Jun 06 11:16:08 kubernetes-master-03 etcd[9262]: serving client requests on 10.3.145.10:2379
Jun 06 11:16:08 kubernetes-master-03 etcd[9262]: established a TCP streaming connection with peer ba80ef9cc6549fd9 (stream Message reader)
Jun 06 11:16:08 kubernetes-master-03 etcd[9262]: established a TCP streaming connection with peer e48bf6e4b3b874d (stream Message reader)
Jun 06 11:16:08 kubernetes-master-03 etcd[9262]: da1ce4c886f80f9c initialized peer connection; fast-forwarding 8 ticks (election ticks 10) with 2 active peer(s)
Jun 06 11:16:12 kubernetes-master-03 etcd[9262]: updated the cluster version from 3.0 to 3.4
Jun 06 11:16:12 kubernetes-master-03 etcd[9262]: enabled capabilities for version 3.4
Jun 06 11:19:58 kubernetes-master-03 etcd[9262]: rejected connection from "10.3.145.8:54824" (error "EOF", ServerName "")
Jun 06 11:22:03 kubernetes-master-03 etcd[9262]: rejected connection from "10.3.145.8:55326" (error "EOF", ServerName "")
Jun 06 11:22:24 kubernetes-master-03 etcd[9262]: rejected connection from "10.3.145.8:55432" (error "EOF", ServerName "")
Jun 06 11:22:29 kubernetes-master-03 etcd[9262]: rejected connection from "10.3.145.8:55458" (error "EOF", ServerName "")
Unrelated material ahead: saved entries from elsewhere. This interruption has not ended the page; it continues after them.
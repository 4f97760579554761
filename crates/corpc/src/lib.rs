//! Connection-oriented MSRPC framing
//!
//! This crate implements the wire layer a DCOM client speaks: the common
//! 16-byte PDU header, the negotiation bodies (bind, bind-ack, bind-nak,
//! alter-context, alter-context-response), request/response/fault bodies,
//! the shutdown notification, presentation contexts, and a framed transport
//! adapter over any async byte stream.
//!
//! Bodies read and write themselves through the [`ndr::NdrStream`]
//! primitives, so alignment and byte-order handling live in one place. All
//! multi-byte fields honor the data-representation label recorded in the
//! header.

pub mod context;
pub mod error;
pub mod pdu;
pub mod transport;

pub use context::{
    ContextResult, NegotiationResult, PresentationContext, SyntaxId, NDR_TRANSFER_SYNTAX,
    NDR_TRANSFER_SYNTAX_VERSION,
};
pub use error::{Result, RpcError};
pub use pdu::{
    AlterContextBody, AlterContextResponseBody, BindAckBody, BindBody, BindNakBody,
    DataRepresentation, FaultBody, PacketFlags, PacketType, Pdu, PduBody, PduHeader, RequestBody,
    ResponseBody, DEFAULT_FRAGMENT_SIZE, RPC_VERSION, RPC_VERSION_MINOR,
};
pub use transport::{RpcTransport, DEFAULT_MAX_PDU_SIZE};
impl Session {
    /// Bind to the peer over `stream` for the given interface, then start
    /// the reader task. The stream is assumed reliable and ordered.
    pub async fn connect<T>(stream: T, iid: Uuid, config: SessionConfig) -> Result<Arc<Self>>
    where
        T: AsyncRead + AsyncWrite + Send + 'static,
    {
        let (read_half, write_half) = tokio::io::split(stream);
        let mut read_transport = RpcTransport::new(Box::new(read_half) as BoxedRead)
            .with_max_pdu_size(config.max_pdu_size);
        let mut write_transport = RpcTransport::new(Box::new(write_half) as BoxedWrite);

        let call_id = 1;
        let bind = BindBody::new(vec![PresentationContext::new(0, SyntaxId::new(iid, 0, 0))]);
        debug!(%iid, "binding session");
        write_transport
            .write_frame(&Pdu::new(PduBody::Bind(bind), call_id).frame())
            .await
            .map_err(DcomError::Rpc)?;

        let frame = read_transport.read_frame().await.map_err(DcomError::Rpc)?;
        let reply = Pdu::parse(&frame).map_err(DcomError::Rpc)?;
        if reply.header.call_id != call_id {
            return Err(DcomError::Rpc(RpcError::CallIdMismatch {
                expected: call_id,
                got: reply.header.call_id,
            }));
        }

        let negotiated = match reply.body {
            PduBody::BindAck(ack) => {
                match ack.results.first() {
                    Some(result) if result.is_accepted() => {}
                    _ => {
                        return Err(DcomError::Rpc(RpcError::BindRejected(
                            "no accepted presentation context".to_string(),
                        )))
                    }
                }
                Negotiated {
                    max_xmit_frag: ack.max_xmit_frag,
                    max_recv_frag: ack.max_recv_frag,
                    assoc_group_id: ack.assoc_group_id,
                }
            }
            PduBody::BindNak(nak) => {
                return Err(DcomError::Rpc(RpcError::BindRejected(format!(
                    "bind rejected, reason {}",
                    nak.reject_reason
                ))))
            }
            PduBody::Fault(fault) => return Err(DcomError::Rpc(RpcError::Fault(fault.status))),
            _ => {
                return Err(DcomError::Rpc(RpcError::MalformedPdu(
                    "unexpected bind reply".to_string(),
                )))
            }
        };
        debug!(
            max_xmit = negotiated.max_xmit_frag,
            max_recv = negotiated.max_recv_frag,
            assoc_group = negotiated.assoc_group_id,
            "bind complete"
        );

        let mut contexts = HashMap::new();
        contexts.insert(iid, 0u16);

        let shared = Arc::new(Shared {
            config,
            write: Mutex::new(write_transport),
            pending: StdMutex::new(HashMap::new()),
            next_call_id: AtomicU32::new(2),
            next_context_id: AtomicU32::new(1),
            contexts: Mutex::new(contexts),
            negotiated: StdMutex::new(negotiated),
            ref_accounts: Mutex::new(HashMap::new()),
            open: AtomicBool::new(true),
        });
        let reader = tokio::spawn(run_reader(read_transport, Arc::clone(&shared)));
        Ok(Arc::new(Self {
            shared,
            reader: StdMutex::new(Some(reader)),
        }))
    }

    /// Whether the channel is still usable. Proxies fail fast once this
    /// turns false.
    pub fn is_attached(&self) -> bool {
        self.shared.open.load(Ordering::SeqCst)
    }

    /// Negotiated transmit fragment limit.
    pub fn max_xmit_frag(&self) -> u16 {
        self.shared.negotiated.lock().unwrap().max_xmit_frag
    }

    /// Negotiated receive fragment limit.
    pub fn max_recv_frag(&self) -> u16 {
        self.shared.negotiated.lock().unwrap().max_recv_frag
    }

    /// Association group assigned by the server.
    pub fn assoc_group_id(&self) -> u32 {
        self.shared.negotiated.lock().unwrap().assoc_group_id
    }

    /// Create a proxy for a remote interface pointer bound to this session.
    pub fn object(self: &Arc<Self>, pointer: InterfacePointer) -> ObjectProxy {
        ObjectProxy::attached(Arc::downgrade(self), pointer)
    }

    /// Create a local-only proxy: all remote operations fail without I/O.
    pub fn local_object(self: &Arc<Self>, pointer: InterfacePointer) -> ObjectProxy {
        ObjectProxy::local(Arc::downgrade(self), pointer)
    }

    /// Dispatch a call to `target`, suspending until the correlated response
    /// arrives or the timeout fires.
    pub async fn dispatch(
        &self,
        call: &RemoteCall,
        target: &InterfacePointer,
        timeout: Option<Duration>,
    ) -> Result<Vec<Value>> {
        if !self.is_attached() {
            return Err(DcomError::SessionNotAttached);
        }
        let context_id = self.ensure_context(target.iid()).await?;

        let mut stub_stream = NdrStream::new();
        ndr::marshal(&mut stub_stream, call.in_params())?;
        let stub = stub_stream.into_bytes();

        let call_id = self.shared.next_call_id.fetch_add(1, Ordering::SeqCst);
        let frames =
            self.build_request_frames(call_id, context_id, call.opnum(), target.ipid(), stub);
        debug!(
            call_id,
            opnum = call.opnum(),
            frames = frames.len(),
            object = %target.ipid(),
            "dispatching call"
        );

        let reply = self.transact(call_id, frames, timeout).await?;
        match reply.body {
            PduBody::Response(response) => {
                let mut out = NdrStream::from_slice_with_byte_order(
                    &response.stub,
                    reply.header.data_rep.is_little_endian(),
                );
                Ok(ndr::unmarshal(&mut out, call.out_shapes())?)
            }
            PduBody::Fault(fault) => Err(DcomError::Rpc(RpcError::Fault(fault.status))),
            _ => Err(DcomError::Rpc(RpcError::MalformedPdu(
                "unexpected reply to a request".to_string(),
            ))),
        }
    }

    /// Consume one remote reference credit for `target`, refilling with a
    /// batched RemAddRef when the account is exhausted.
    pub(crate) async fn add_ref(&self, target: &InterfacePointer) -> Result<()> {
        if !self.is_attached() {
            return Err(DcomError::SessionNotAttached);
        }
        let mut accounts = self.shared.ref_accounts.lock().await;
        let batch = self.shared.config.ref_batch_size;
        let account = accounts
            .entry(target.ipid())
            .or_insert_with(|| RefAccount::new(*target));
        if account.credits == 0 {
            self.send_ref_change(OPNUM_ADD_REF, target, batch).await?;
            account.credits += batch;
            debug!(object = %target.ipid(), batch, "acquired remote reference batch");
        }
        account.credits -= 1;
        Ok(())
    }

    /// Record one released reference for `target`, flushing a batched
    /// RemRelease once the batch size is reached. Delivery failures are
    /// logged and swallowed; the object may already be gone.
    pub(crate) async fn release(&self, target: &InterfacePointer) {
        let mut accounts = self.shared.ref_accounts.lock().await;
        let batch = self.shared.config.ref_batch_size;
        let account = accounts
            .entry(target.ipid())
            .or_insert_with(|| RefAccount::new(*target));
        account.pending_release += 1;
        if account.pending_release >= batch {
            let count = account.pending_release;
            account.pending_release = 0;
            if let Err(err) = self.send_ref_change(OPNUM_RELEASE, target, count).await {
                warn!(object = %target.ipid(), error = %err, "best-effort release failed");
            }
        }
    }

    async fn send_ref_change(
        &self,
        opnum: u16,
        target: &InterfacePointer,
        count: u32,
    ) -> Result<()> {
        let call = ref_change_call(opnum, target.ipid(), count)?;
        let results = self.dispatch(&call, target, None).await?;
        check_ref_change_results(&results)
    }

    /// Flush outstanding release deltas, notify the peer, and detach. All
    /// proxies bound to this session subsequently fail fast.
    pub async fn shutdown(&self) {
        if !self.is_attached() {
            return;
        }

        let drained: Vec<(InterfacePointer, u32)> = {
            let mut accounts = self.shared.ref_accounts.lock().await;
            accounts
                .values_mut()
                .filter(|account| account.pending_release > 0)
                .map(|account| {
                    let count = account.pending_release;
                    account.pending_release = 0;
                    (account.pointer, count)
                })
                .collect()
        };
        for (pointer, count) in drained {
            if let Err(err) = self.send_ref_change(OPNUM_RELEASE, &pointer, count).await {
                warn!(object = %pointer.ipid(), error = %err, "release flush failed");
            }
        }

        let call_id = self.shared.next_call_id.fetch_add(1, Ordering::SeqCst);
        let notice = Pdu::new(PduBody::Shutdown, call_id).frame();
        let sent = {
            let mut write = self.shared.write.lock().await;
            write.write_frame(&notice).await
        };
        if let Err(err) = sent {
            debug!(error = %err, "shutdown notification failed");
        }

        self.shared.open.store(false, Ordering::SeqCst);
        self.shared.fail_all();
        if let Some(handle) = self.reader.lock().unwrap().take() {
            handle.abort();
        }
        debug!("session detached");
    }

    /// Look up or negotiate the presentation context for an interface.
    async fn ensure_context(&self, iid: Uuid) -> Result<u16> {
        let mut contexts = self.shared.contexts.lock().await;
        if let Some(context_id) = contexts.get(&iid) {
            return Ok(*context_id);
        }

        let context_id = self.shared.next_context_id.fetch_add(1, Ordering::SeqCst) as u16;
        debug!(%iid, context_id, "negotiating presentation context");
        let body =
            AlterContextBody::new(vec![PresentationContext::new(context_id, SyntaxId::new(iid, 0, 0))]);
        let call_id = self.shared.next_call_id.fetch_add(1, Ordering::SeqCst);
        let capacity = usize::from(self.max_recv_frag());
        let frame = Pdu::new(PduBody::AlterContext(body), call_id).frame_with_capacity(capacity);

        let reply = self.transact(call_id, vec![frame], None).await?;
        match reply.body {
            PduBody::AlterContextResponse(response) => match response.results.first() {
                Some(result) if result.is_accepted() => {
                    contexts.insert(iid, context_id);
                    Ok(context_id)
                }
                _ => Err(DcomError::Rpc(RpcError::BindRejected(format!(
                    "presentation context for {iid} rejected"
                )))),
            },
            PduBody::Fault(fault) => Err(DcomError::Rpc(RpcError::Fault(fault.status))),
            _ => Err(DcomError::Rpc(RpcError::MalformedPdu(
                "unexpected alter-context reply".to_string(),
            ))),
        }
    }

    /// Register the pending slot, write all fragments under the write lock,
    /// then await the correlated reply.
    async fn transact(
        &self,
        call_id: u32,
        frames: Vec<Bytes>,
        timeout: Option<Duration>,
    ) -> Result<Pdu> {
        let (tx, rx) = oneshot::channel();
        self.shared.pending.lock().unwrap().insert(call_id, tx);

        let written = {
            let mut write = self.shared.write.lock().await;
            let mut result = Ok(());
            for frame in &frames {
                if let Err(err) = write.write_frame(frame).await {
                    result = Err(err);
                    break;
                }
            }
            result
        };
        if let Err(err) = written {
            self.shared.pending.lock().unwrap().remove(&call_id);
            return Err(err.into());
        }

        let deadline = timeout.unwrap_or(self.shared.config.default_call_timeout);
        match tokio::time::timeout(deadline, rx).await {
            Err(_) => {
                self.shared.pending.lock().unwrap().remove(&call_id);
                trace!(call_id, "call timed out");
                Err(DcomError::Timeout)
            }
            Ok(Err(_)) => Err(DcomError::Rpc(RpcError::ConnectionClosed)),
            Ok(Ok(Err(err))) => Err(err.into()),
            Ok(Ok(Ok(pdu))) => Ok(pdu),
        }
    }

    /// Frame a request, splitting the stub across fragments when it exceeds
    /// the negotiated transmit size.
    fn build_request_frames(
        &self,
        call_id: u32,
        context_id: u16,
        opnum: u16,
        object: Uuid,
        stub: Bytes,
    ) -> Vec<Bytes> {
        let max_stub = max_stub_size(self.max_xmit_frag());
        let total = stub.len();

        if total <= max_stub {
            let mut body = RequestBody::new(opnum, stub);
            body.context_id = context_id;
            body.object = Some(object);
            return vec![Pdu::new(PduBody::Request(body), call_id).frame()];
        }

        let mut frames = Vec::new();
        let mut offset = 0;
        while offset < total {
            let chunk = stub.slice(offset..(offset + max_stub).min(total));
            let is_first = offset == 0;
            let is_last = offset + chunk.len() >= total;

            let body = RequestBody {
                alloc_hint: total as u32,
                context_id,
                opnum,
                object: Some(object),
                stub: chunk.clone(),
            };
            let mut pdu = Pdu::new(PduBody::Request(body), call_id);
            let mut flags = PacketFlags::new();
            if is_first {
                flags.set_first_frag();
            }
            if is_last {
                flags.set_last_frag();
            }
            flags.set_object_uuid();
            pdu.header.packet_flags = flags;

            trace!(call_id, offset, len = chunk.len(), is_last, "request fragment");
            frames.push(pdu.frame());
            offset += chunk.len();
        }
        frames
    }
}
The endpoints status below:

|     ENDPOINT     |        ID        | VERSION | DB SIZE | IS LEADER | IS LEARNER | RAFT TERM | RAFT INDEX | RAFT APPLIED INDEX | ERRORS |
+------------------+------------------+---------+---------+-----------+------------+-----------+------------+--------------------+--------+
|  10.3.145.8:2379 | ba80ef9cc6549fd9 |   3.4.9 |   23 MB |      true |      false |         2 |          9 |                  9 |        |
|  10.3.145.9:2379 |  e48bf6e4b3b874d |   3.4.9 |   23 MB |     false |      false |         2 |          9 |                  9 |        |
| 10.3.145.10:2379 | da1ce4c886f80f9c |   3.4.9 |   23 MB |     false |      false |         2 |          9 |                  9 |        |
+------------------+------------------+---------+---------+-----------+------------+-----------+------------+--------------------+--------+

I have followed issue #11184 #10391 #10634 and the cluster was in health status by stable operation of kubernetes production cluster,so did i miss anything momentous about this?